Cette petite région agricole est caractérisée par des sols argilo-calcaires superficiels, à faible réserve hydrique. «Nous sommes partis d’une rotation culturale colza-blé-orge, dans laquelle l’orge est deux fois sur trois une orge d’hiver et une fois sur trois une orge de printemps, précédée d’une culture intermédiaire. En effet, c’est un système fréquemment rencontré dans le Barrois. C’est à ce système que nous comparons les potentiels systèmes adaptés au changement climatique», explique Thierry Juszczak, chargé de mission innovation recherche développement et climat à la Chambre d’agriculture de la Meuse.

Ainsi, deux systèmes dit «adaptés» ont été simulés. Le premier intègre du tournesol à la rotation, en remplacement de 50 % des surfaces en colza. Une culture intermédiaire est mise en place entre la récolte de l’orge et l’implantation du tournesol. De plus, cette culture donne accès au niveau 1 de l’éco-régime. Enfin, 50 % des orges de printemps sont semées à l’automne «afin d’esquiver la période de sec au printemps et d’allonger le cycle», indique Alice Santin, conseillère en grandes cultures à la Chambre d’agriculture de l’Aube. Le deuxième système simulé, intègre, en plus des adaptations du premier système, du pois de printemps. Cette culture vient remplacer un cinquième des surfaces de colza restantes. «Le pois apporte de l’azote par fixation symbiotique et permet d’accéder au niveau 2 de l’éco- régime», ajoute la conseillère. Ces systèmes ont été choisis car ils peuvent être adoptés assez simplement dans les exploitations du Barrois.

Le tournesol tire son épingle du jeu

Les rendements de ces deux systèmes ont été simulés sur vingt ans, à la fois pour un climat historique, sur une période allant de 1986 à 2005 et pour un climat dans le futur proche, de 2031 à 2050. Dans cette période, la température moyenne annuelle augmenterait de 0,81°C par rapport à celle du climat historique. Le cumul des précipitations resterait équivalent, mais elles seraient moins abondantes entre avril et juin, tout comme entre octobre et décembre. En revanche, elles augmenteraient de juillet à septembre.

«Dans le futur, seul le tournesol s’en sort mieux, avec des gains de rendement moyens, malgré un variabilité toujours importante. Toutes les autres cultures voient leurs rendements diminuer, notamment pour les cultures de printemps», détaille Alice Santin. En effet, le rendement moyen de l’orge de printemps passe de 54 à 46,7 q/ha et le pois de printemps de 25 à 21,2 q/ha. Les rendements moyens des céréales d’hiver sont, quant à eux, peu impactés, mais «la variabilité pour ces cultures augmente très fortement», indique la conseillère.

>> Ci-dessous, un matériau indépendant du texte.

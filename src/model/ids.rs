//! Newtype IDs for images and annotations.
//!
//! Both are random UUIDs generated once at creation. They are opaque: the
//! only operations are equality, hashing, ordering and display.

use serde::{Deserialize, Serialize};
use std::fmt;
use uuid::Uuid;

/// A unique identifier for an image in a collection.
#[derive(Clone, Copy, PartialEq, Eq, PartialOrd, Ord, Hash, Serialize, Deserialize)]
#[serde(transparent)]
pub struct ImageId(Uuid);

impl ImageId {
    /// Generates a fresh random id.
    #[inline]
    pub fn generate() -> Self {
        Self(Uuid::new_v4())
    }
}

impl fmt::Debug for ImageId {
    fn fmt(&self, f: &mut fmt::Formatter<'_>) -> fmt::Result {
        write!(f, "ImageId({})", self.0)
    }
}

impl fmt::Display for ImageId {
    fn fmt(&self, f: &mut fmt::Formatter<'_>) -> fmt::Result {
        write!(f, "{}", self.0)
    }
}

/// A unique identifier for an annotation.
#[derive(Clone, Copy, PartialEq, Eq, PartialOrd, Ord, Hash, Serialize, Deserialize)]
#[serde(transparent)]
pub struct AnnotationId(Uuid);

impl AnnotationId {
    /// Generates a fresh random id.
    #[inline]
    pub fn generate() -> Self {
        Self(Uuid::new_v4())
    }

    /// First eight characters of the id, for status lines.
    pub fn short(&self) -> String {
        self.0.simple().to_string()[..8].to_string()
    }
}

impl fmt::Debug for AnnotationId {
    fn fmt(&self, f: &mut fmt::Formatter<'_>) -> fmt::Result {
        write!(f, "AnnotationId({})", self.0)
    }
}

impl fmt::Display for AnnotationId {
    fn fmt(&self, f: &mut fmt::Formatter<'_>) -> fmt::Result {
        write!(f, "{}", self.0)
    }
}
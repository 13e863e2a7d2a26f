//! Embedding and chat backends for PQA
//!
//! One module per backend plus the selection logic that picks exactly one
//! embedding backend and at most one chat backend from the resolved
//! [`Settings`](pqa_core::Settings).

mod gemini;
mod local;
mod openai;
mod select;

pub use gemini::{GeminiChat, GeminiEmbedder};
pub use local::LocalEmbedder;
pub use openai::{OpenAiChat, OpenAiEmbedder};
pub use select::{ChatChoice, EmbeddingChoice, choose_chat, choose_embedder, select_chat, select_embedder};

// Re-export core types
pub use pqa_core::{ChatModel, Embedder, Error, Result};
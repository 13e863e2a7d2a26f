//! Question answering over retrieved context

use pqa_core::{ChatModel, Result, ScoredChunk, Settings};
use pqa_providers::select_chat;

use crate::context::build_context;
use crate::offline::offline_answer;
use crate::prompt::render_prompt;
use crate::retriever::Retriever;

/// Online path: retrieve, build context, delegate or fall back
pub struct Answerer<'a> {
    settings: &'a Settings,
}

impl<'a> Answerer<'a> {
    pub fn new(settings: &'a Settings) -> Self {
        Self { settings }
    }

    /// Answer `question` using the top-`k` retrieved chunks.
    ///
    /// `debug` prints each retrieved chunk's rank, score and a preview; it
    /// never changes the returned answer.
    pub async fn answer(&self, question: &str, k: usize, debug: bool) -> Result<String> {
        let results = Retriever::new(self.settings)
            .similarity_search(question, k)
            .await?;
        if debug {
            print_debug_preview(&results);
        }

        let context = build_context(&results);
        let chat = select_chat(self.settings)?;
        respond(&context, question, chat.as_deref()).await
    }

    /// Retrieve and return the filled prompt without calling any model
    pub async fn search_prompt(&self, question: &str, k: usize, debug: bool) -> Result<String> {
        let results = Retriever::new(self.settings)
            .similarity_search(question, k)
            .await?;
        if debug {
            print_debug_preview(&results);
        }
        Ok(render_prompt(&build_context(&results), question))
    }
}

/// Route a question to the chat backend, or to the offline heuristic when
/// no backend is available. The model output is returned verbatim.
pub async fn respond(
    context: &str,
    question: &str,
    chat: Option<&dyn ChatModel>,
) -> Result<String> {
    match chat {
        Some(model) => model.complete(&render_prompt(context, question)).await,
        None => Ok(offline_answer(context, question)),
    }
}

fn print_debug_preview(results: &[ScoredChunk]) {
    println!("\n[debug] top-k trechos recuperados:");
    for (rank, result) in results.iter().enumerate() {
        let preview: String = result.content.chars().take(120).collect();
        println!(
            "#{} score={:.4} | preview={:?}",
            rank + 1,
            result.score,
            preview
        );
    }
}

#[cfg(test)]
mod tests {
    use super::*;
    use crate::offline::NOT_ENOUGH;
    use async_trait::async_trait;
    use std::sync::atomic::{AtomicUsize, Ordering};

    struct CannedChat {
        reply: String,
        calls: AtomicUsize,
    }

    impl CannedChat {
        fn new(reply: &str) -> Self {
            Self {
                reply: reply.to_string(),
                calls: AtomicUsize::new(0),
            }
        }
    }

    #[async_trait]
    impl ChatModel for CannedChat {
        fn name(&self) -> &'static str {
            "canned"
        }

        fn model(&self) -> &str {
            "canned-model"
        }

        async fn complete(&self, prompt: &str) -> Result<String> {
            assert!(prompt.contains("CONTEXTO:"));
            assert!(prompt.contains("PERGUNTA DO USUÁRIO:"));
            self.calls.fetch_add(1, Ordering::SeqCst);
            Ok(self.reply.clone())
        }
    }

    #[tokio::test]
    async fn with_a_chat_backend_the_model_output_is_returned_verbatim() {
        let chat = CannedChat::new("  resposta crua do modelo \n");
        let answer = respond("algum contexto", "Qual é a capital da França?", Some(&chat))
            .await
            .unwrap();
        // no post-processing, even for a known out-of-context question
        assert_eq!(answer, "  resposta crua do modelo \n");
        assert_eq!(chat.calls.load(Ordering::SeqCst), 1);
    }

    #[tokio::test]
    async fn without_a_chat_backend_the_offline_heuristic_answers() {
        let context = "Faturamento da EmpresaX: R$ 10.000.000,00";
        let answer = respond(context, "Qual o faturamento da EmpresaX?", None)
            .await
            .unwrap();
        assert_eq!(answer, "O faturamento foi de R$ 10.000.000,00.");

        let refusal = respond(context, "Você acha isso bom ou ruim?", None)
            .await
            .unwrap();
        assert_eq!(refusal, NOT_ENOUGH);
    }

    #[tokio::test]
    async fn chat_backend_receives_the_filled_prompt() {
        let chat = CannedChat::new("ok");
        respond("ctx", "pergunta", Some(&chat)).await.unwrap();
        assert_eq!(chat.calls.load(Ordering::SeqCst), 1);
    }
}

Un des systèmes proposait de semer l’orge de printemps à l’automne, car le gel hivernal deviendrait plus rare à l’avenir. Si cette modalité présente dans les simulations des rendements plus élevés que la modalité semée au printemps, dans quatorze années sur vingt, elle ne serait pas pour autant sans risque. En effet, selon les simulations, l’orge semée au printemps gèle quatre années sur vingt. 

Meilleure marge pour les systèmes diversifiés

En plus des résultats agronomiques, les performances technico-économiques et environnementales du système ont également été évaluées, grâce à l’outil Systerre. Sans grande surprise, la balance globale azotée et les Ift des systèmes dit adaptés, intégrant du tournesol, sont meilleurs que ceux du système dit initial, colza-blé-orge. En ce qui concerne les résultats économiques, pour la période 2031-2050, les marges directes de tous les systèmes diminuent par rapport à celles potentiellement dégagées sous le climat de la période 1986-2005. Toutefois, les systèmes diversifiés s’en sortent mieux.